D. MATURE CHILD DEFENSE
Respondent did not specifically plead the mature child defense. Even if the Respondent had included this affirmative defense in his Amended Answer, there is no evidence before the Court to support the defense. On the Court's own motion, a guardian ad litem was appointed to represent the three minor children. Before beginning the trial in this case on August 26, 2009, Mr. Thomas M. Lang, the appointed guardian ad litem, met with the children. Mr. Lang stated to the Court that the children would not be testifying in the case. He said that it is obvious that the children love both parents and that both parents love the children. It was agreed by the Parties that the children would not testify. The Court adopted Mr. Lang's opinion and the children were not called to the witness stand. To the extent that Respondent asserts the mature child affirmative defense, it is denied.
The mature child defense is established in Article 13 of the Hague Convention, which provides: "The judicial or administrative authority may also refuse to order the return of the child if it finds that the child objects to being returned and has attained an age and degree of maturity at which it is appropriate to take account of its views." Hague Convention on the Civil Aspects of International Child Abduction art. 13, Oct. 25, 1990, 19 I.L.M. 1501.
III. CONCLUSION
The Court finds that Petitioner has established that the habitual residence of the three minor children is Germany and that they were wrongfully removed from that habitual residence by Respondent. The Court also finds that none of the affirmative defenses set forth in the Hague Convention are applicable. Thus, the Court will grant Petitioner's Hague Petition. The Court reminds the Parties that this Order is not a determination of the merits of any custody issues. Such issues should be directed to an appropriate court in Germany.
Accordingly,
IT IS HEREBY ORDERED that Petitioner's Verified Petition for Return of Children under the Hague Convention [doc. #1] is GRANTED. The three minor children, P.K., S.K., and J.K., shall be returned to Germany, their place of habitual residence.
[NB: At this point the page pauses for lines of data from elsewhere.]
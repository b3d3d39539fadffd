//! claimgrid CLI - batch claim submission against a shared grid.
//!
//! ```text
//! main() -> load config -> open store -> ClaimService -> JSON on stdout
//! ```
//!
//! Every subcommand writes one JSON document to stdout. Logs go to
//! `<data dir>/claimgrid/logs/claimgrid.log` (`./.claimgrid/logs/` without a
//! data dir), or stderr when the file cannot be opened.

use std::fs::{self, File, OpenOptions};
use std::io::{self, Read};
use std::path::{Path, PathBuf};
use std::sync::Mutex;

use anyhow::{Context, Result, bail};
use clap::{Parser, Subcommand};
use serde_json::json;
use tracing_subscriber::{EnvFilter, fmt, prelude::*};

use claimgrid_config::ClaimGridConfig;
use claimgrid_engine::{
    ClaimService, CoordinatorError, ServiceError, apply_mask, load_bitmap, open_coordinator,
    open_grid,
};

#[derive(Parser)]
#[command(name = "claimgrid")]
#[command(about = "Allocate grid cells to claim identifiers under a capacity cap")]
struct Cli {
    /// Config file (defaults to $CLAIMGRID_CONFIG or the platform config dir)
    #[arg(long, global = true)]
    config: Option<PathBuf>,
    #[command(subcommand)]
    command: Commands,
}

#[derive(Subcommand)]
enum Commands {
    /// Create the grid database and seed every cell
    Init,
    /// Report which identifiers are new and which already hold a cell
    Preview {
        /// Newline/comma separated identifiers, or `-` for stdin
        input: PathBuf,
    },
    /// Allocate cells for the identifiers
    Confirm {
        /// Newline/comma separated identifiers, or `-` for stdin
        input: PathBuf,
    },
    /// Show claims used against the capacity limit
    Status,
    /// Project a bitmap onto cell mask flags
    Mask {
        /// Image file (png or jpeg)
        image: PathBuf,
        /// Pixels with luma below this value are masked
        #[arg(long)]
        threshold: Option<u8>,
    },
    /// Check that filled cells and claims pair up one to one
    Audit,
}

#[tokio::main]
async fn main() -> Result<()> {
    let cli = Cli::parse();
    init_tracing();

    let config = match &cli.config {
        Some(path) => ClaimGridConfig::load_from(path)?,
        None => ClaimGridConfig::load()?,
    };

    match cli.command {
        Commands::Init => init(&config),
        Commands::Preview { input } => preview(&config, &input).await,
        Commands::Confirm { input } => confirm(&config, &input).await,
        Commands::Status => status(&config).await,
        Commands::Mask { image, threshold } => mask(&config, &image, threshold),
        Commands::Audit => audit(&config),
    }
}

fn init(config: &ClaimGridConfig) -> Result<()> {
    let store = open_grid(config)?;
    print_json(&json!({
        "size": store.size(),
        "cells": store.cells().len(),
        "capacity": store.capacity_status()?,
    }))
}

async fn preview(config: &ClaimGridConfig, input: &Path) -> Result<()> {
    let raw = read_input(input)?;
    let service = ClaimService::new(open_coordinator(config)?);
    let report = service.preview(raw).await?;
    print_json(&report)
}

async fn confirm(config: &ClaimGridConfig, input: &Path) -> Result<()> {
    let raw = read_input(input)?;
    let service = ClaimService::new(open_coordinator(config)?);
    match service.confirm_raw(raw).await {
        Ok(outcome) => print_json(&outcome),
        Err(ServiceError::Coordinator(CoordinatorError::Allocate(err))) => {
            // Earlier candidates stay committed; report them before failing.
            if let Some(partial) = err.partial() {
                print_json(partial)?;
            }
            Err(anyhow::Error::new(err).context("allocation stopped early"))
        }
        Err(err) => Err(err.into()),
    }
}

async fn status(config: &ClaimGridConfig) -> Result<()> {
    let service = ClaimService::new(open_coordinator(config)?);
    print_json(&service.capacity_status().await?)
}

fn mask(config: &ClaimGridConfig, image: &Path, threshold: Option<u8>) -> Result<()> {
    let bitmap = load_bitmap(image)?;
    let store = open_grid(config)?;
    let threshold = threshold.unwrap_or(config.mask.threshold);
    let marked = apply_mask(&store, &bitmap, threshold).context("failed to write mask")?;
    print_json(&json!({ "marked": marked, "threshold": threshold }))
}

fn audit(config: &ClaimGridConfig) -> Result<()> {
    let store = open_grid(config)?;
    let report = store.audit()?;
    print_json(&report)?;
    if !report.is_consistent() {
        bail!("{} audit violation(s) found", report.violations.len());
    }
    Ok(())
}

fn read_input(input: &Path) -> Result<String> {
    if input == Path::new("-") {
        let mut raw = String::new();
        io::stdin()
            .read_to_string(&mut raw)
            .context("failed to read identifiers from stdin")?;
        return Ok(raw);
    }
    fs::read_to_string(input)
        .with_context(|| format!("failed to read identifiers from {}", input.display()))
}

fn print_json<T: serde::Serialize + ?Sized>(value: &T) -> Result<()> {
    let rendered = serde_json::to_string_pretty(value).context("failed to render JSON")?;
    println!("{rendered}");
    Ok(())
}

fn init_tracing() {
    let registry = tracing_subscriber::registry()
        .with(EnvFilter::try_from_default_env().unwrap_or_else(|_| EnvFilter::new("info")));

    match open_log_file(&log_dir()) {
        Ok((path, file)) => {
            registry
                .with(fmt::layer().with_ansi(false).with_writer(Mutex::new(file)))
                .init();
            tracing::debug!(path = %path.display(), "logging to file");
        }
        Err(err) => {
            // stdout carries the JSON result.
            registry.with(fmt::layer().with_writer(io::stderr)).init();
            tracing::warn!("{err:#}");
        }
    }
}

fn log_dir() -> PathBuf {
    dirs::data_dir()
        .map_or_else(|| PathBuf::from(".claimgrid"), |dir| dir.join("claimgrid"))
        .join("logs")
}

fn open_log_file(dir: &Path) -> Result<(PathBuf, File)> {
    fs::create_dir_all(dir)
        .with_context(|| format!("failed to create log dir {}", dir.display()))?;
    let path = dir.join("claimgrid.log");
    let file = OpenOptions::new()
        .create(true)
        .append(true)
        .open(&path)
        .with_context(|| format!("failed to open log file {}", path.display()))?;
    Ok((path, file))
}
IT IS FURTHER ORDERED that on Saturday, August 29, 2009 , at 2:00 p.m. , the three minor children shall be delivered to the law firm of Petitioner's counsel: Bryan Cave LLP, 211 N. Broadway, Suite 3600, St. Louis, Missouri 63102. Counsel for Petitioner shall make appropriate arrangements to ensure that the building is available and accessible.
IT IS FURTHER ORDERED that no award of counsel fees, costs, or transportation costs will be made at this time. Upon motion properly made, the Court will consider the matter separately.
IT IS FURTHER ORDERED that all remaining pending motions in this case are DENIED, as moot.